Ele reiterou a abrangência política desses núcleos, os quais tentam amenizar o discurso radical com um verniz de debate político. “Eles buscam se alinhar com outros na extrema-direita para empurrar os limites do diálogo aceitável para ainda mais longe”, disse o diplomata.

A ascensão de candidatos radicais da extrema-direita pelo mundo confirma que esses ecos estão perto de se tornarem vozes ensurdecedoras. Viktor Orbán na Hungria. Recep Erdoğan na Turquia. Donald Trump dos Estados Unidos. Marine Le Pen na França. Alexander Gauland, do partido ultranacionalista AfD (Alternativa para a Alemanha). Na Itália, o movimento Liga do Norte, anti-imigrantes.

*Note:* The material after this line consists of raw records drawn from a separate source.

//! Shared test fixture: a small grid network in the spirit of
//!
//! ```text
//!                      M
//!                      |
//!        I ---- J ---- K ---- L
//!        |             |
//!        |             N ---- O ---- P ---- Q
//!        |             #
//! A ---- B ---- C ---- D ---- E ---- F ---- G
//!        |
//!        H
//! ```
//!
//! Routes (each also added in reverse direction):
//! - R1: A, B, C, D, E, F, G
//! - R2: H, B, I, J, K, L
//! - R3: M, K, N, O, P, Q
//! - R5: A, B, C, D, E, F, P, O, N, K, J, I, B, H (self intersecting)
//!
//! Trips run on a fixed headway between the service day start and end hours,
//! with a constant travel time between stops and a constant dwell time.

#![allow(dead_code)]

use std::collections::HashMap;
use std::sync::Arc;

use chrono::{NaiveDate, NaiveDateTime};

use fahrplan::network::{Network, StopTime};
use fahrplan::raptor::{
    Connection, FullServiceMask, QueryConfig, Router, RouterConfig, TimeType,
};
use fahrplan::shared::Duration;

pub const REFERENCE_YMD: (i32, u32, u32) = (2021, 1, 1);

pub fn reference_date() -> NaiveDate {
    let (y, m, d) = REFERENCE_YMD;
    NaiveDate::from_ymd_opt(y, m, d).unwrap()
}

/// Time of day on the reference date.
pub fn at(hour: u32, minute: u32) -> NaiveDateTime {
    reference_date().and_hms_opt(hour, minute, 0).unwrap()
}

pub struct TestRoute {
    pub id: &'static str,
    pub stops: Vec<&'static str>,
    pub first_departure_offset: u32,
    pub headway: u32,
    pub travel_time: u32,
    pub dwell_time: u32,
}

impl TestRoute {
    pub fn new(id: &'static str, stops: Vec<&'static str>) -> Self {
        Self {
            id,
            stops,
            first_departure_offset: 0,
            headway: 15,
            travel_time: 5,
            dwell_time: 1,
        }
    }

    pub fn with_times(
        mut self,
        first_departure_offset: u32,
        headway: u32,
        travel_time: u32,
        dwell_time: u32,
    ) -> Self {
        self.first_departure_offset = first_departure_offset;
        self.headway = headway;
        self.travel_time = travel_time;
        self.dwell_time = dwell_time;
        self
    }
}

pub struct TestNetworkBuilder {
    routes: Vec<TestRoute>,
    transfers: Vec<(&'static str, &'static str, u32)>,
    service_day_start_hour: u32,
    service_day_end_hour: u32,
    same_stop_transfer_time: u32,
    days_to_scan: usize,
    raptor_range: Option<u32>,
}

impl Default for TestNetworkBuilder {
    fn default() -> Self {
        Self {
            routes: Vec::new(),
            transfers: Vec::new(),
            service_day_start_hour: 5,
            service_day_end_hour: 25,
            same_stop_transfer_time: 120,
            days_to_scan: 1,
            raptor_range: None,
        }
    }
}

impl TestNetworkBuilder {
    pub fn new() -> Self {
        Default::default()
    }

    pub fn with_route_1_ag(self) -> Self {
        self.with_route(TestRoute::new("R1", vec!["A", "B", "C", "D", "E", "F", "G"]))
    }

    pub fn with_route_2_hl(self) -> Self {
        self.with_route(TestRoute::new("R2", vec!["H", "B", "I", "J", "K", "L"]))
    }

    pub fn with_route_3_mq(self) -> Self {
        self.with_route(TestRoute::new("R3", vec!["M", "K", "N", "O", "P", "Q"]))
    }

    pub fn with_route_5_self_intersecting(self) -> Self {
        self.with_route(TestRoute::new(
            "R5",
            vec![
                "A", "B", "C", "D", "E", "F", "P", "O", "N", "K", "J", "I", "B", "H",
            ],
        ))
    }

    pub fn with_route(mut self, route: TestRoute) -> Self {
        self.routes.push(route);
        self
    }

    /// Bidirectional transfer, duration in minutes.
    pub fn with_transfer(mut self, from: &'static str, to: &'static str, minutes: u32) -> Self {
        self.transfers.push((from, to, minutes));
        self
    }

    pub fn with_same_stop_transfer_time(mut self, seconds: u32) -> Self {
        self.same_stop_transfer_time = seconds;
        self
    }

    pub fn with_days_to_scan(mut self, days: usize) -> Self {
        self.days_to_scan = days;
        self
    }

    pub fn with_raptor_range(mut self, seconds: u32) -> Self {
        self.raptor_range = Some(seconds);
        self
    }

    pub fn build_network(&self) -> Network {
        let mut builder = Network::builder(self.same_stop_transfer_time);
        let mut added: Vec<&str> = Vec::new();

        for route in &self.routes {
            for stop in route.stops.iter().copied() {
                if !added.contains(&stop) {
                    builder.add_stop(stop).unwrap();
                    added.push(stop);
                }
            }

            let forward_id = format!("{}-F", route.id);
            let reverse_id = format!("{}-R", route.id);
            let reversed: Vec<&str> = route.stops.iter().rev().copied().collect();
            builder.add_route(&forward_id, &route.stops).unwrap();
            builder.add_route(&reverse_id, &reversed).unwrap();

            let day_start = self.service_day_start_hour * 3600 + route.first_departure_offset * 60;
            let day_end = self.service_day_end_hour * 3600;
            let mut departure = day_start;
            let mut trip_count = 0;
            while departure < day_end {
                let forward_trip = format!("{}-F-{trip_count}", route.id);
                let reverse_trip = format!("{}-R-{trip_count}", route.id);
                builder.add_trip(&forward_trip, &forward_id).unwrap();
                builder.add_trip(&reverse_trip, &reverse_id).unwrap();

                let mut arrival = departure;
                let mut leave = departure;
                for position in 0..route.stops.len() {
                    if position + 1 == route.stops.len() {
                        leave = arrival;
                    }
                    let stop_time = StopTime {
                        arrival,
                        departure: leave,
                    };
                    builder
                        .add_stop_time(
                            &forward_id,
                            &forward_trip,
                            position,
                            route.stops[position],
                            stop_time,
                        )
                        .unwrap();
                    builder
                        .add_stop_time(
                            &reverse_id,
                            &reverse_trip,
                            position,
                            reversed[position],
                            stop_time,
                        )
                        .unwrap();
                    arrival = leave + route.travel_time * 60;
                    leave = arrival + route.dwell_time * 60;
                }

                departure += route.headway * 60;
                trip_count += 1;
            }
        }

        for (from, to, minutes) in self.transfers.iter().copied() {
            for stop in [from, to] {
                if !added.contains(&stop) {
                    builder.add_stop(stop).unwrap();
                    added.push(stop);
                }
            }
            builder.add_transfer(from, to, minutes * 60).unwrap();
            builder.add_transfer(to, from, minutes * 60).unwrap();
        }

        builder.build().unwrap()
    }

    pub fn build(&self) -> Router {
        let config = RouterConfig {
            days_to_scan: self.days_to_scan,
            default_same_stop_transfer_time: self.same_stop_transfer_time,
            raptor_range: self.raptor_range.map(Duration::from_seconds),
            ..Default::default()
        };
        Router::new(Arc::new(self.build_network()), config, Arc::new(FullServiceMask)).unwrap()
    }
}

pub fn single_departure(stop: &str, time: NaiveDateTime) -> HashMap<String, NaiveDateTime> {
    HashMap::from([(stop.to_string(), time)])
}

pub fn single_target(stop: &str) -> HashMap<String, Duration> {
    HashMap::from([(stop.to_string(), Duration::from_seconds(0))])
}

pub fn earliest_arrival(
    router: &Router,
    from: &str,
    to: &str,
    departure: NaiveDateTime,
) -> Vec<Connection> {
    router
        .route_earliest_arrival(
            &single_departure(from, departure),
            &single_target(to),
            &QueryConfig::new(),
        )
        .unwrap()
}

pub fn latest_departure(
    router: &Router,
    from: &str,
    to: &str,
    arrival: NaiveDateTime,
) -> Vec<Connection> {
    router
        .route_latest_departure(
            &single_target(from),
            &single_departure(to, arrival),
            &QueryConfig::new(),
        )
        .unwrap()
}

/// Checks the result invariants: legs are contiguous in stops and times, and
/// the list is a Pareto frontier where more route legs buy a strictly better
/// target time.
pub fn assert_pareto_and_contiguous(connections: &[Connection], time_type: TimeType) {
    for connection in connections {
        for pair in connection.legs().windows(2) {
            assert_eq!(pair[0].to_stop_id, pair[1].from_stop_id);
            assert!(pair[0].arrival_time <= pair[1].departure_time);
        }
    }
    for pair in connections.windows(2) {
        let legs_before = pair[0].route_legs().count();
        let legs_after = pair[1].route_legs().count();
        assert!(legs_before < legs_after, "route legs must strictly increase");
        match time_type {
            TimeType::Departure => {
                assert!(pair[1].arrival_time() < pair[0].arrival_time())
            }
            TimeType::Arrival => {
                assert!(pair[1].departure_time() > pair[0].departure_time())
            }
        }
    }
}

Na Grécia, o partido Aurora Dourada (AD), que nega ser neonazista, mas defende a “raça branca”. Na Eslováquia, o partido neonazista Nossa Eslováquia conseguiu 14 assentos no Parlamento, de um total de 150. No Brasil, Jair Bolsonaro tem 33% das intenções de voto, segundo a última pesquisa, do BTG Pactual.

Chwartzmann ressalta que a condenação dos neonazistas gaúchos é de suma importância para informar e trazer à luz da compreensão o discurso de ódio e da intolerância.